Aly slowly slid down my back, never let go as she found footing on the floor and wrapped herself around my waist. She buried her face in the small of my back. Pleading hands locked to my stomach, clinging to me as if I were something other than the piece of shit her brother knew I was. As if I were something more than ruin.
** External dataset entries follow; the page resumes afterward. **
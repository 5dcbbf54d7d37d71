//! Maps-run record: the signup state machine for one scheduled run.

use chrono::{DateTime, TimeDelta, Utc};
use moogly_core::types::{MessageId, UserId};
use serde::{Deserialize, Serialize};

use crate::error::EventError;

/// Default number of slots per run.
pub const DEFAULT_CAPACITY: u32 = 8;

/// Default reminder lead time before the start.
pub const DEFAULT_REMINDER_LEAD_MINUTES: i64 = 20;

/// One scheduled maps run.
#[derive(Debug, Clone, PartialEq, Serialize, Deserialize)]
pub struct MapsRun {
    /// Id of the announcement message; stable once assigned.
    pub id: MessageId,
    /// Human-facing time label (a Discord timestamp tag). Never used for triggering.
    pub display_time: String,
    /// Start of the run; the reminder time is computed from it.
    pub trigger_time: DateTime<Utc>,
    /// Slots, fixed at creation.
    pub capacity: u32,
    participants: Vec<UserId>,
    notified: bool,
}

/// Where a run stands for signup purposes.
#[derive(Debug, Clone, Copy, PartialEq, Eq, Serialize, Deserialize)]
pub enum RunState {
    /// Free slots left, not reminded yet.
    Open,
    /// Every slot taken, not reminded yet.
    Full,
    /// Reminder sent. Terminal: no more joins.
    Reminded,
}

/// Why a join was refused. Expected outcomes, shown only to the requester.
#[derive(Debug, Clone, Copy, PartialEq, Eq, thiserror::Error)]
pub enum JoinRejection {
    #[error("You have already joined this maps run.")]
    AlreadyJoined,
    #[error("Sorry, this maps run is full.")]
    CapacityExceeded,
    #[error("Signups are closed, this maps run is about to start.")]
    EventLocked,
}

impl MapsRun {
    /// Create a fresh run with an empty roster.
    pub fn new(
        id: MessageId,
        display_time: impl Into<String>,
        trigger_time: DateTime<Utc>,
        capacity: u32,
    ) -> Self {
        Self {
            id,
            display_time: display_time.into(),
            trigger_time,
            capacity,
            participants: Vec::new(),
            notified: false,
        }
    }

    /// Rebuild a run from storage. Duplicate participants are dropped, keeping
    /// the first occurrence.
    pub fn restore(
        id: MessageId,
        display_time: String,
        trigger_time: DateTime<Utc>,
        capacity: u32,
        participants: Vec<UserId>,
        notified: bool,
    ) -> Self {
        let mut roster: Vec<UserId> = Vec::with_capacity(participants.len());
        for user in participants {
            if !roster.contains(&user) {
                roster.push(user);
            }
        }
        if roster.len() > capacity as usize {
            tracing::warn!(
                "⚠️ Maps run {id} stored with {} participants for {capacity} slots",
                roster.len()
            );
        }
        Self {
            id,
            display_time,
            trigger_time,
            capacity,
            participants: roster,
            notified,
        }
    }

    /// Roster in join order.
    pub fn participants(&self) -> &[UserId] {
        &self.participants
    }

    pub fn notified(&self) -> bool {
        self.notified
    }

    /// Free slots.
    pub fn remaining(&self) -> u32 {
        self.capacity.saturating_sub(self.participants.len() as u32)
    }

    pub fn state(&self) -> RunState {
        if self.notified {
            RunState::Reminded
        } else if self.remaining() == 0 {
            RunState::Full
        } else {
            RunState::Open
        }
    }

    /// When the reminder should go out.
    pub fn ping_time(&self, lead: TimeDelta) -> DateTime<Utc> {
        self.trigger_time - lead
    }

    /// Reminder not sent yet and its time has come.
    pub fn is_due(&self, now: DateTime<Utc>, lead: TimeDelta) -> bool {
        !self.notified && now >= self.ping_time(lead)
    }

    /// Add `user` to the roster. Returns the free slots left.
    pub fn join(&mut self, user: UserId) -> Result<u32, JoinRejection> {
        if self.notified {
            return Err(JoinRejection::EventLocked);
        }
        if self.participants.contains(&user) {
            return Err(JoinRejection::AlreadyJoined);
        }
        if self.remaining() == 0 {
            return Err(JoinRejection::CapacityExceeded);
        }
        self.participants.push(user);
        Ok(self.remaining())
    }

    /// Flip `notified` to true. A second call fails and changes nothing.
    pub fn mark_notified(&mut self) -> Result<(), EventError> {
        if self.notified {
            return Err(EventError::AlreadyNotified(self.id));
        }
        self.notified = true;
        Ok(())
    }
}

#[cfg(test)]
mod tests {
    use super::*;

    fn run(capacity: u32) -> MapsRun {
        MapsRun::new(MessageId(1), "<t:0:F>", Utc::now(), capacity)
    }

    #[test]
    fn test_join_until_full() {
        let mut r = run(2);
        assert_eq!(r.state(), RunState::Open);
        assert_eq!(r.join(UserId(1)), Ok(1));
        assert_eq!(r.join(UserId(2)), Ok(0));
        assert_eq!(r.state(), RunState::Full);
        assert_eq!(r.join(UserId(3)), Err(JoinRejection::CapacityExceeded));
        assert_eq!(r.participants(), &[UserId(1), UserId(2)]);
    }

    #[test]
    fn test_repeat_join_leaves_roster_alone() {
        let mut r = run(4);
        r.join(UserId(7)).unwrap();
        assert_eq!(r.join(UserId(7)), Err(JoinRejection::AlreadyJoined));
        assert_eq!(r.participants(), &[UserId(7)]);
        assert_eq!(r.remaining(), 3);
    }

    #[test]
    fn test_repeat_join_on_full_run_reports_already_joined() {
        let mut r = run(1);
        r.join(UserId(7)).unwrap();
        assert_eq!(r.join(UserId(7)), Err(JoinRejection::AlreadyJoined));
    }

    #[test]
    fn test_locked_after_notify() {
        let mut r = run(4);
        r.join(UserId(1)).unwrap();
        r.mark_notified().unwrap();
        assert_eq!(r.state(), RunState::Reminded);
        assert_eq!(r.join(UserId(2)), Err(JoinRejection::EventLocked));
        assert_eq!(r.join(UserId(1)), Err(JoinRejection::EventLocked));
        assert!(matches!(
            r.mark_notified(),
            Err(EventError::AlreadyNotified(MessageId(1)))
        ));
        assert!(r.notified());
    }

    #[test]
    fn test_zero_capacity() {
        let mut r = run(0);
        assert_eq!(r.state(), RunState::Full);
        assert_eq!(r.join(UserId(1)), Err(JoinRejection::CapacityExceeded));
    }

    #[test]
    fn test_roster_never_exceeds_capacity() {
        // Every capacity 0..5 against a join sequence with repeats.
        let sequence = [1u64, 2, 1, 3, 4, 2, 5, 6, 7, 3, 8];
        for capacity in 0..5 {
            let mut r = run(capacity);
            for (i, user) in sequence.iter().enumerate() {
                let _ = r.join(UserId(*user));
                assert!(r.participants().len() <= capacity as usize);
                if i == 6 {
                    r.mark_notified().unwrap();
                }
            }
        }
    }

    #[test]
    fn test_due_time() {
        let start = Utc::now() + TimeDelta::minutes(25);
        let r = MapsRun::new(MessageId(1), "", start, 8);
        let lead = TimeDelta::minutes(DEFAULT_REMINDER_LEAD_MINUTES);
        assert_eq!(r.ping_time(lead), start - lead);
        assert!(!r.is_due(start - TimeDelta::minutes(21), lead));
        assert!(r.is_due(start - TimeDelta::minutes(20), lead));
        assert!(r.is_due(start + TimeDelta::hours(3), lead));
    }

    #[test]
    fn test_restore_drops_duplicates() {
        let r = MapsRun::restore(
            MessageId(9),
            "x".into(),
            Utc::now(),
            8,
            vec![UserId(3), UserId(1), UserId(3)],
            false,
        );
        assert_eq!(r.participants(), &[UserId(3), UserId(1)]);
    }
}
But this was the only thing I knew.

I stared down at my oldest friend as he climbed to his hands and knees, his head hanging. Blood dripped steadily from his face onto the floor. He pulled up his shirt and wiped his face, his back heaving as he tried to catch his breath. He cocked his head up.

He no longer appeared angry. He just looked like he felt sorry for me. “Just go, Jared. Get out and don’t come back.”

I began to back away, raising my hands in surrender. Because I was already gone.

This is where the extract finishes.